Während der Hausdurchsuchung habe er „alle notwendigen Unterlagen und elektronischen Geräte zur Verfügung gestellt“, teilte Blümel mit. Medienberichten zufolge geht es in der Causa um potenzielle Spenden des Glücksspielunternehmens Novomatic an die ÖVP. „Jetzt kenne ich die Vorwürfe, und diese lassen sich in wenigen Wochen aufklären. Spenden von Glücksspielunternehmen hätten und haben wir nie angenommen, schon gar nicht, wenn zusätzlich eine Gegenleistung im Raum stünde“, sagte er Finanzminister dem Kurier.

FPÖ fordert Rücktritt

Die FPÖ fordert unterdessen den Rücktritt Blümels. „Jetzt ist die Katze aus dem Sack und die Hausdurchsuchung beim amtierenden Finanzminister nur noch der nächste Puzzlestein. Laut verfügbaren Informationen habe er zwar alle notwendigen Unterlagen und elektronischen Geräte zur Verfügung gestellt. Wenn das jetzt keinen Anlass für seinen Rücktritt bedeutet, kommt auch Kanzler Kurz in die Bredouille – Jugendfreund hin oder her, hier muss der Sessel geräumt werden!“, forderte FPÖ-Generalsekretär Michael Schnedlitz in einer Aussendung am Donnerstag.

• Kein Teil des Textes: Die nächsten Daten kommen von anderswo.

//! 代码生成测试

mod expr;

use crate::frontend::lexer::tokenize;
use crate::frontend::parser::parse;
use crate::middle::codegen::{generate, SymbolTable};

/// 源码直接生成宿主代码
fn gen(source: &str) -> String {
    let tokens = tokenize(source).unwrap();
    let program = parse(&tokens).unwrap();
    let mut symbols = SymbolTable::new();
    generate(&program, &mut symbols).unwrap()
}
//! 代码生成器
//!
//! 将语句列表渲染为宿主脚本文本。
//! 核心约定：
//! 1. 每条语句生成一行（循环生成一个缩进块）
//! 2. 表达式按源码顺序拼接，运算优先级交给宿主求值器
//! 3. 标识符经符号表改写为生成的变量名

pub mod expr;
pub mod stmt;
pub mod symbols;
#[cfg(test)]
mod tests;

use crate::frontend::lexer::Token;
use crate::frontend::parser::Program;
use serde::{Deserialize, Serialize};
use tracing::debug;

pub use symbols::{SymbolTable, DEFAULT_VAR_PREFIX};

/// Default name of the output accumulator
pub const DEFAULT_OUTPUT_VAR: &str = "_db_output";

/// 代码生成错误
#[derive(Debug, Clone, PartialEq, Eq, thiserror::Error)]
pub enum CodegenError {
    /// 表达式中出现无法渲染的记号
    #[error("cannot render {token} in an expression")]
    UnrecognizedExpressionToken { token: Token },
}

/// 代码生成选项
#[derive(Debug, Clone, PartialEq, Eq, Serialize, Deserialize)]
pub struct CodegenOptions {
    /// 每层缩进
    #[serde(default = "default_indent")]
    pub indent: String,
    /// 输出累加器变量名
    #[serde(default = "default_output_var")]
    pub output_var: String,
    /// 生成变量名前缀
    #[serde(default = "default_var_prefix")]
    pub var_prefix: String,
}

fn default_indent() -> String {
    "  ".to_string()
}

fn default_output_var() -> String {
    DEFAULT_OUTPUT_VAR.to_string()
}

fn default_var_prefix() -> String {
    DEFAULT_VAR_PREFIX.to_string()
}

impl Default for CodegenOptions {
    fn default() -> Self {
        Self {
            indent: default_indent(),
            output_var: default_output_var(),
            var_prefix: default_var_prefix(),
        }
    }
}

/// 代码生成器
///
/// 借用本次翻译的符号表；符号表不跨翻译共享。
#[derive(Debug)]
pub struct CodeGenerator<'s> {
    symbols: &'s mut SymbolTable,
    options: CodegenOptions,
}

impl<'s> CodeGenerator<'s> {
    pub fn new(symbols: &'s mut SymbolTable) -> Self {
        Self::with_options(symbols, CodegenOptions::default())
    }

    pub fn with_options(
        symbols: &'s mut SymbolTable,
        options: CodegenOptions,
    ) -> Self {
        Self { symbols, options }
    }

    pub fn options(&self) -> &CodegenOptions {
        &self.options
    }

    /// 生成整个程序
    pub fn generate(
        &mut self,
        program: &Program,
    ) -> Result<String, CodegenError> {
        debug!(
            "generating host code for {} statements",
            program.statements.len()
        );

        let mut lines = vec![format!("{} = \"\"", self.options.output_var)];
        for stmt in &program.statements {
            self.emit_statement(stmt, 0, &mut lines)?;
        }

        debug!(
            "generated {} lines, {} symbols",
            lines.len(),
            self.symbols.len()
        );
        Ok(lines.join("\n"))
    }
}

/// Generate host code for `program` with default options
pub fn generate(
    program: &Program,
    symbols: &mut SymbolTable,
) -> Result<String, CodegenError> {
    CodeGenerator::new(symbols).generate(program)
}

Es sei „völlig unverständlich“, warum Bundespräsident Alexander Van der Bellen sich nicht zu diesem Skandal äußere. „Das Finanzministerium ist ja wohl eines der wichtigsten Ministerien unseres Landes, hier darf man keinen von der WKStA wegen Untreue, Bestechung, Bestechlichkeit und Amtsmissbrauchs beschuldigten Minister im Amt belassen, damit dieser weiterhin die Verantwortung über das Steuergeld der Österreicherinnen und Österreicher hat“, so Schnedlitz.